WORK REQUIRED: Copy the lines below verbatim. Begin with the first and end with the line containing "while current.g() <".

(RECORDS TO USE Opens)

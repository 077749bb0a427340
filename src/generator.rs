//! Scrambled puzzle generation by a randomized walk away from the solved board.
//!
//! The walk never revisits a board. When it runs out of unvisited neighbours it backtracks
//! to a sibling it passed over earlier. `complexity` is therefore the length of a
//! distinct-state walk, not the length of the shortest solution.
use crate::engine::Board;
use crate::error::PuzzleError;
use crate::state::State;
use log::{debug, warn};
use rand::rngs::SmallRng;
use rand::{Rng, SeedableRng};
use std::collections::HashSet;

/// Generates a board `complexity` distinct-state slides away from the solved board.
///
/// # Arguments
/// * `size`: Side length, at least 1.
/// * `complexity`: Target walk length.
/// * `force_unsolvable`: If `true`, two adjacent non-blank tiles near the start of the
///   board are swapped once the walk is done, flipping solvability parity.
/// * `rng`: Randomness source used to pick each step of the walk.
///
/// # Returns
/// * `Ok(Board)`, solvable when `force_unsolvable` is `false` and unsolvable otherwise.
/// * `Err(PuzzleError::GenerationImpossible)` if the walk exhausts every alternative
///   before reaching `complexity`, or if an unsolvable 1×1 board is requested.
/// * `Err(PuzzleError::Format)` / `Err(PuzzleError::TooLarge)` for unusable sizes.
pub fn generate<R: Rng + ?Sized>(
    size: usize,
    complexity: usize,
    force_unsolvable: bool,
    rng: &mut R,
) -> Result<Board, PuzzleError> {
    let impossible = PuzzleError::GenerationImpossible { size, complexity };
    let mut current = State::root(Board::solved(size)?);
    if force_unsolvable && size < 2 {
        warn!("a 1x1 board cannot be made unsolvable");
        return Err(impossible);
    }

    let mut visited = HashSet::new();
    let mut alternatives: Vec<State> = Vec::new();

    while current.g() < complexity {
        visited.insert(current.key());
        let mut options: Vec<State> = current
            .expand()
            .filter(|child| !visited.contains(&child.key()))
            .collect();

        if options.is_empty() {
            while alternatives
                .last()
                .is_some_and(|alt| visited.contains(&alt.key()))
            {
                alternatives.pop();
            }
            match alternatives.pop() {
                Some(previous) => {
                    current = previous;
                    continue;
                }
                None => {
                    warn!(
                        "can not generate: complexity {} is too high for board size {}",
                        complexity, size
                    );
                    return Err(impossible);
                }
            }
        }

        let pick = rng.gen_range(0..options.len());
        current = options.remove(pick);
        alternatives.extend(options);
    }

    let mut board = current.into_board();
    if force_unsolvable {
        flip_parity(&mut board);
    }
    debug!(
        "generated {0}x{0} board, complexity {1}, solvable: {2}",
        size,
        complexity,
        board.is_solvable()
    );
    Ok(board)
}

/// Swaps the first two cells, or the last two if the blank is among the first two.
/// Requires at least a 2×2 board.
fn flip_parity(board: &mut Board) {
    let len = board.tiles().len();
    let blank = board.blank_index();
    if blank == 0 || blank == 1 {
        board.swap_tiles(len - 1, len - 2);
    } else {
        board.swap_tiles(0, 1);
    }
}

/// `generate` with a `SmallRng` seeded from `seed`, for reproducible boards.
///
/// # Examples
/// ```
/// use npuzzle_solver::generator::generate_with_seed;
/// let a = generate_with_seed(4, 30, false, 7).unwrap();
/// let b = generate_with_seed(4, 30, false, 7).unwrap();
/// assert_eq!(a, b);
/// assert!(a.is_solvable());
/// assert!(!generate_with_seed(4, 30, true, 7).unwrap().is_solvable());
/// ```
pub fn generate_with_seed(
    size: usize,
    complexity: usize,
    force_unsolvable: bool,
    seed: u64,
) -> Result<Board, PuzzleError> {
    let mut rng = SmallRng::seed_from_u64(seed);
    generate(size, complexity, force_unsolvable, &mut rng)
}

/// `generate` with a `SmallRng` seeded from system entropy.
pub fn generate_random(
    size: usize,
    complexity: usize,
    force_unsolvable: bool,
) -> Result<Board, PuzzleError> {
    let mut rng = SmallRng::from_entropy();
    generate(size, complexity, force_unsolvable, &mut rng)
}

#[cfg(test)]
mod tests {
    use super::*;

    #[test]
    fn test_complexity_zero_is_solved() {
        let board = generate_with_seed(3, 0, false, 1).unwrap();
        assert!(board.is_solved());
    }

    #[test]
    fn test_generated_boards_are_solvable() {
        for size in 2..=5 {
            for seed in 0..20 {
                // The 2x2 solvable component has 12 boards, so walks stop at 11.
                let complexity = if size == 2 { 5 + seed as usize % 7 } else { 5 + seed as usize };
                let board = generate_with_seed(size, complexity, false, seed).unwrap();
                assert_eq!(board.size(), size);
                assert!(board.is_solvable(), "size {} seed {}", size, seed);
            }
        }
    }

    #[test]
    fn test_forced_unsolvable_boards() {
        for size in 2..=5 {
            for seed in 0..20 {
                let board = generate_with_seed(size, 10, true, seed).unwrap();
                assert!(!board.is_solvable(), "size {} seed {}", size, seed);
            }
        }
    }

    #[test]
    fn test_flip_parity_avoids_blank() {
        // Blank in the first cell: the last two cells are swapped instead.
        let mut board = Board::from_tiles(3, vec![0, 1, 2, 3, 4, 5, 6, 7, 8]).unwrap();
        flip_parity(&mut board);
        assert_eq!(board.tiles(), &[0, 1, 2, 3, 4, 5, 6, 8, 7]);

        let mut board = Board::from_tiles(3, vec![1, 0, 2, 3, 4, 5, 6, 7, 8]).unwrap();
        flip_parity(&mut board);
        assert_eq!(board.tiles(), &[1, 0, 2, 3, 4, 5, 6, 8, 7]);

        let mut board = Board::solved(3).unwrap();
        flip_parity(&mut board);
        assert_eq!(board.tiles(), &[2, 1, 3, 4, 5, 6, 7, 8, 0]);
    }

    #[test]
    fn test_same_seed_same_board() {
        let a = generate_with_seed(3, 25, false, 42).unwrap();
        let b = generate_with_seed(3, 25, false, 42).unwrap();
        assert_eq!(a, b);
    }

    #[test]
    fn test_walk_has_requested_length_without_backtracking_room() {
        // The 2x2 solvable component is a 12-cycle: the longest simple walk from the goal is 11.
        let furthest = generate_with_seed(2, 11, false, 3).unwrap();
        assert!(furthest.is_solvable());
        assert!(!furthest.is_solved());
    }

    #[test]
    fn test_generation_impossible() {
        let result = generate_with_seed(2, 12, false, 3);
        assert_eq!(
            result.unwrap_err(),
            PuzzleError::GenerationImpossible {
                size: 2,
                complexity: 12
            }
        );
        assert!(generate_with_seed(1, 1, false, 0).is_err());
    }

    #[test]
    fn test_single_cell_board() {
        assert!(generate_with_seed(1, 0, false, 0).unwrap().is_solved());
        assert!(matches!(
            generate_with_seed(1, 0, true, 0),
            Err(PuzzleError::GenerationImpossible { .. })
        ));
    }

    #[test]
    fn test_invalid_size() {
        assert!(matches!(
            generate_with_seed(0, 3, false, 0),
            Err(PuzzleError::Format(_))
        ));
    }

    #[test]
    fn test_generate_random_smoke() {
        let board = generate_random(3, 15, false).unwrap();
        assert!(board.is_solvable());
    }
}
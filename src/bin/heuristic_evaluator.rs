use npuzzle_solver::generator::generate_with_seed;
use npuzzle_solver::heuristics::Heuristic;
use npuzzle_solver::solver::{solve, Algorithm};
use std::collections::HashMap;
use std::time::Duration;

const NUM_RANDOM_BOARDS_FOR_EVALUATION: usize = 20;
const START_SEED: u64 = 0;
const BOARD_SIZE: usize = 3;
const COMPLEXITY: usize = 40;

#[derive(Default)]
struct Totals {
    moves: usize,
    iterations: usize,
    elapsed: Duration,
    runs: usize,
}

fn main() {
    env_logger::Builder::from_env(env_logger::Env::default().default_filter_or("warn")).init();

    // permutation-count is a diagnostic, not a search guide.
    let heuristics: Vec<Heuristic> = Heuristic::ALL
        .iter()
        .copied()
        .filter(|h| *h != Heuristic::PermutationCount)
        .collect();

    let mut totals: HashMap<Heuristic, Totals> = HashMap::new();

    println!(
        "Starting heuristic evaluation for {} boards of size {}...",
        NUM_RANDOM_BOARDS_FOR_EVALUATION, BOARD_SIZE
    );

    for board_idx in 0..NUM_RANDOM_BOARDS_FOR_EVALUATION {
        let seed = START_SEED + board_idx as u64;
        let board = match generate_with_seed(BOARD_SIZE, COMPLEXITY, false, seed) {
            Ok(b) => b,
            Err(e) => {
                eprintln!("Warning: skipping seed {}: {}", seed, e);
                continue;
            }
        };

        println!("\nEvaluating Board {} (Seed: {})", board_idx, seed);

        for heuristic in &heuristics {
            let outcome = solve(&board, Algorithm::Optimized, *heuristic);
            let Some(solution) = outcome.into_solution() else {
                eprintln!("Error: generated board {} is unsolvable", board_idx);
                break;
            };
            println!(
                "  Heuristic: {:<16}, Moves: {:<4}, Iterations: {}",
                heuristic.name(),
                solution.move_count(),
                solution.iterations
            );
            let entry = totals.entry(*heuristic).or_default();
            entry.moves += solution.move_count();
            entry.iterations += solution.iterations;
            entry.elapsed += solution.elapsed;
            entry.runs += 1;
        }
    }

    println!("\n--- Evaluation Complete ---");
    println!("\n--- Averages ---");

    let mut averages: Vec<(Heuristic, f64, f64, f64)> = totals
        .iter()
        .filter(|(_, t)| t.runs > 0)
        .map(|(h, t)| {
            let runs = t.runs as f64;
            (
                *h,
                t.moves as f64 / runs,
                t.iterations as f64 / runs,
                t.elapsed.as_secs_f64() * 1000.0 / runs,
            )
        })
        .collect();

    // Fewest iterations first
    averages.sort_by(|a, b| a.2.total_cmp(&b.2));

    for (heuristic, moves, iterations, millis) in averages {
        println!(
            "Heuristic {:<16}: Moves = {:.2}, Iterations = {:.1}, Time = {:.3} ms",
            heuristic.name(),
            moves,
            iterations,
            millis
        );
    }
}
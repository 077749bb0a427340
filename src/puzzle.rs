//! Collaborator-facing handle on one puzzle: its board, solve status and last solution.
use crate::engine::Board;
use crate::error::PuzzleError;
use crate::generator;
use crate::heuristics::Heuristic;
use crate::solver::{self, Algorithm, InteractiveSearch, SolveOutcome, Solution};
use crate::state::{State, Status};
use rand::Rng;

/// Manages one puzzle through its solve lifecycle.
///
/// The status starts at `Ready`. A solve request runs the parity check first: a failing
/// board goes straight to `Unsolvable`, otherwise the puzzle is `Solving` for the
/// duration of the search and `Done` once a goal is reached.
///
/// # Examples
/// ```
/// use npuzzle_solver::puzzle::Puzzle;
/// use npuzzle_solver::solver::Algorithm;
/// use npuzzle_solver::heuristics::Heuristic;
/// use npuzzle_solver::state::Status;
///
/// let mut puzzle = Puzzle::from_text("3\n1 2 3\n4 5 6\n7 0 8\n").unwrap();
/// assert_eq!(puzzle.status(), Status::Ready);
///
/// let solution = puzzle.solve(Algorithm::Optimized, Heuristic::Manhattan).unwrap();
/// assert_eq!(solution.move_count(), 1);
/// assert_eq!(puzzle.status(), Status::Done);
/// assert_eq!(puzzle.history().unwrap().len(), 2);
/// ```
#[derive(Clone, Debug)]
pub struct Puzzle {
    root: State,
    solution: Option<Solution>,
}

impl Puzzle {
    /// A solved puzzle of side `size`.
    pub fn new(size: usize) -> Result<Self, PuzzleError> {
        Ok(Puzzle::from_board(Board::solved(size)?))
    }

    pub fn from_board(board: Board) -> Self {
        Puzzle {
            root: State::root(board),
            solution: None,
        }
    }

    /// Parses the puzzle text format.
    pub fn from_text(input: &str) -> Result<Self, PuzzleError> {
        Ok(Puzzle::from_board(Board::from_text(input)?))
    }

    /// A freshly generated puzzle, see `generator::generate`.
    pub fn generate<R: Rng + ?Sized>(
        size: usize,
        complexity: usize,
        force_unsolvable: bool,
        rng: &mut R,
    ) -> Result<Self, PuzzleError> {
        let board = generator::generate(size, complexity, force_unsolvable, rng)?;
        Ok(Puzzle::from_board(board))
    }

    pub fn board(&self) -> &Board {
        self.root.board()
    }

    pub fn status(&self) -> Status {
        self.root.status()
    }

    pub fn is_solvable(&self) -> bool {
        self.root.board().is_solvable()
    }

    /// Solves the puzzle and keeps the solution.
    ///
    /// # Returns
    /// `Some(&Solution)` on success, `None` when the board is unsolvable. Solving again
    /// replaces any previous solution.
    pub fn solve(&mut self, algorithm: Algorithm, heuristic: Heuristic) -> Option<&Solution> {
        self.solution = None;
        if !self.is_solvable() {
            self.root.set_status(Status::Unsolvable);
            return None;
        }
        self.root.set_status(Status::Solving);
        match solver::solve(self.root.board(), algorithm, heuristic) {
            SolveOutcome::Solved(solution) => {
                self.root.set_status(Status::Done);
                self.solution = Some(solution);
            }
            SolveOutcome::Unsolvable => self.root.set_status(Status::Unsolvable),
        }
        self.solution.as_ref()
    }

    /// `solve` with names for the algorithm and heuristic.
    ///
    /// Unknown names are reported before any status change.
    pub fn solve_named(
        &mut self,
        algorithm: &str,
        heuristic: &str,
    ) -> Result<Option<&Solution>, PuzzleError> {
        let algorithm: Algorithm = algorithm.parse()?;
        let heuristic: Heuristic = heuristic.parse()?;
        Ok(self.solve(algorithm, heuristic))
    }

    /// Starts a step-by-step search from this puzzle's board.
    ///
    /// The puzzle itself is marked `Solving`; the caller owns the search from here on.
    pub fn interactive(&mut self, heuristic: Heuristic) -> Result<InteractiveSearch, PuzzleError> {
        match InteractiveSearch::new(self.root.board(), heuristic) {
            Ok(search) => {
                self.solution = None;
                self.root.set_status(Status::Solving);
                Ok(search)
            }
            Err(e) => {
                self.root.set_status(Status::Unsolvable);
                Err(e)
            }
        }
    }

    /// Records a solution produced by an `InteractiveSearch` started from this puzzle.
    pub fn complete(&mut self, solution: Solution) {
        self.root.set_status(Status::Done);
        self.solution = Some(solution);
    }

    pub fn solution(&self) -> Option<&Solution> {
        self.solution.as_ref()
    }

    /// The states of the last solution, initial board first.
    pub fn history(&self) -> Option<&[State]> {
        self.solution.as_ref().map(|s| s.history.as_slice())
    }

    /// Canonical text form of the board.
    pub fn to_text(&self) -> String {
        self.root.board().to_text()
    }
}
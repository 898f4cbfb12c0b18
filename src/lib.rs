pub mod api;
pub mod app_state;
pub mod config;
pub mod database;
pub mod errors;
pub mod services;

pub use app_state::AppState;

(RECORDS TO USE Closes)

ANSWER BOX:
repository 077749bb0a427340
filename src/generator.rs
//! Scrambled puzzle generation by a randomized walk away from the solved board.
//!
//! The walk never revisits a board. When it runs out of unvisited neighbours it backtracks
//! to a sibling it passed over earlier. `complexity` is therefore the length of a
//! distinct-state walk, not the length of the shortest solution.
use crate::engine::Board;
use crate::error::PuzzleError;
use crate::state::State;
use log::{debug, warn};
use rand::rngs::SmallRng;
use rand::{Rng, SeedableRng};
use std::collections::HashSet;

/// Generates a board `complexity` distinct-state slides away from the solved board.
///
/// # Arguments
/// * `size`: Side length, at least 1.
/// * `complexity`: Target walk length.
/// * `force_unsolvable`: If `true`, two adjacent non-blank tiles near the start of the
///   board are swapped once the walk is done, flipping solvability parity.
/// * `rng`: Randomness source used to pick each step of the walk.
///
/// # Returns
/// * `Ok(Board)`, solvable when `force_unsolvable` is `false` and unsolvable otherwise.
/// * `Err(PuzzleError::GenerationImpossible)` if the walk exhausts every alternative
///   before reaching `complexity`, or if an unsolvable 1×1 board is requested.
/// * `Err(PuzzleError::Format)` / `Err(PuzzleError::TooLarge)` for unusable sizes.
pub fn generate<R: Rng + ?Sized>(
    size: usize,
    complexity: usize,
    force_unsolvable: bool,
    rng: &mut R,
) -> Result<Board, PuzzleError> {
    let impossible = PuzzleError::GenerationImpossible { size, complexity };
    let mut current = State::root(Board::solved(size)?);
    if force_unsolvable && size < 2 {
        warn!("a 1x1 board cannot be made unsolvable");
        return Err(impossible);
    }

    let mut visited = HashSet::new();
    let mut alternatives: Vec<State> = Vec::new();

    while current.g() < complexity {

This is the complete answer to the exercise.